El brote de impétigo que alerta en Huesca: hay 9 casos en una guardería
En una guardería de la provincia de Huesca se ha detectado un brote de impétigo que ha afectado, hasta el momento, a nueve niños. Según los datos recogidos en el Boletín Epidemiológico de Aragón, difundido este jueves, alrededor de 30 personas habrían estado expuestas a la infección, lo que ha activado la vigilancia de Salud Pública en la zona.
Las autoridades sanitarias han indicado que los menores diagnosticados deben permanecer en aislamiento durante al menos 48 horas desde el inicio del tratamiento, siempre que se observe una clara mejoría de los síntomas. Además, han subrayado la necesidad de reforzar las medidas de higiene ambiental dentro de las instalaciones infantiles, con el fin de frenar la propagación.
El impétigo es una infección cutánea de origen bacteriano y está considerada una de las más comunes en la infancia, aunque también puede aparecer en adultos. Se produce, en la mayoría de los casos, por la acción de bacterias como Staphylococcus aureus o Streptococcus pyogenes. La enfermedad suele comenzar con una pequeña lesión rojiza que provoca picor, y que posteriormente puede transformarse en ampollas o llagas. Estas, al romperse, generan costras de color amarillento o miel, localizadas principalmente en la cara, el cuello y las extremidades.
Su facilidad de contagio es uno de los aspectos más preocupantes. La transmisión se produce por contacto directo con las lesiones, pero también a través de objetos que pueden quedar contaminados, como ropa, toallas o juguetes. Este factor explica por qué el impétigo se propaga con rapidez en espacios colectivos, especialmente en colegios y guarderías, donde los niños comparten materiales y mantienen una estrecha interacción.
Los síntomas que suelen acompañar al impétigo incluyen, además del picor y el enrojecimiento de la piel, la inflamación de los ganglios cercanos a la zona afectada.

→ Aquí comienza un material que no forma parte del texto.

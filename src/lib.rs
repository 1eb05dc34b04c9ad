//! # Funding Diff Hedger
//!
//! Captures funding-rate differentials between Binance and Gate.io
//! USDT perpetuals with a delta-neutral two-venue hedge.
//!
//! ## Architecture
//!
//! - `config`: Configuration management and validation
//! - `exchange`: Binance and Gate.io REST clients plus a mock venue
//! - `strategy`: Funding aggregation, sizing, entry and exit coordination
//! - `position`: Hedge model, the in-memory ledger, startup recovery
//! - `persistence`: SQLite trade journal and the interval mismatch list
//! - `scheduler`: Entry, exit and refresh loops
//! - `alert`: Operator alerts for one-sided exposure
//! - `clock`: Injectable time source
//! - `utils`: Shared decimal arithmetic

pub mod alert;
pub mod clock;
pub mod config;
pub mod error;
pub mod exchange;
pub mod persistence;
pub mod position;
pub mod scheduler;
pub mod strategy;
pub mod utils;

pub use config::Config;
pub use error::{FatalBreach, HedgeError};
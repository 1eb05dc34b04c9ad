//! Trading strategy implementation.
//!
//! Contains the core logic for:
//! - Funding-rate aggregation across both venues
//! - Trade sizing under each venue's lot and notional rules
//! - Two-leg entry with compensating rollback
//! - The exit state machine and its pricing helpers

mod aggregator;
mod entry;
mod exit;
mod pnl;
mod sizing;

#[cfg(test)]
pub(crate) mod fixtures;

pub use aggregator::{
    interval_mismatches, FundingRateAggregator, MergedFundingRow, MergedFundingView,
};
pub use entry::{EntryCoordinator, EntryTickReport};
pub use exit::{ExitCoordinator, ExitOutcome, ExitTickReport};
pub use pnl::{break_even_quote, stop_trigger_price, worst_case_pnl, ExitQuote, PriceWindow};
pub use sizing::{ContractSpecResolver, SizingError, TradeSizing};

Aunque el aspecto de las lesiones puede resultar llamativo y genera incomodidad, los especialistas destacan que la infección no suele derivar en complicaciones graves siempre que se administre el tratamiento adecuado.
La atención médica se adapta en función de la extensión y de la gravedad de la infección. En los cuadros más leves, la limpieza adecuada de la piel junto con la aplicación de pomadas antibióticas resulta suficiente para frenar el avance de la bacteria. Sin embargo, cuando las lesiones se multiplican, abarcan superficies más amplias o no responden al tratamiento tópico, los profesionales optan por recetar antibióticos orales.
Las recomendaciones de prevención están centradas en la higiene personal y del entorno. Lavarse las manos de manera frecuente, no compartir objetos de uso personal como peines o toallas, y mantener las uñas cortas para reducir el rascado son algunas de las pautas esenciales para limitar el contagio. En contextos como las guarderías, se añade la importancia de la desinfección de juguetes y superficies de uso común.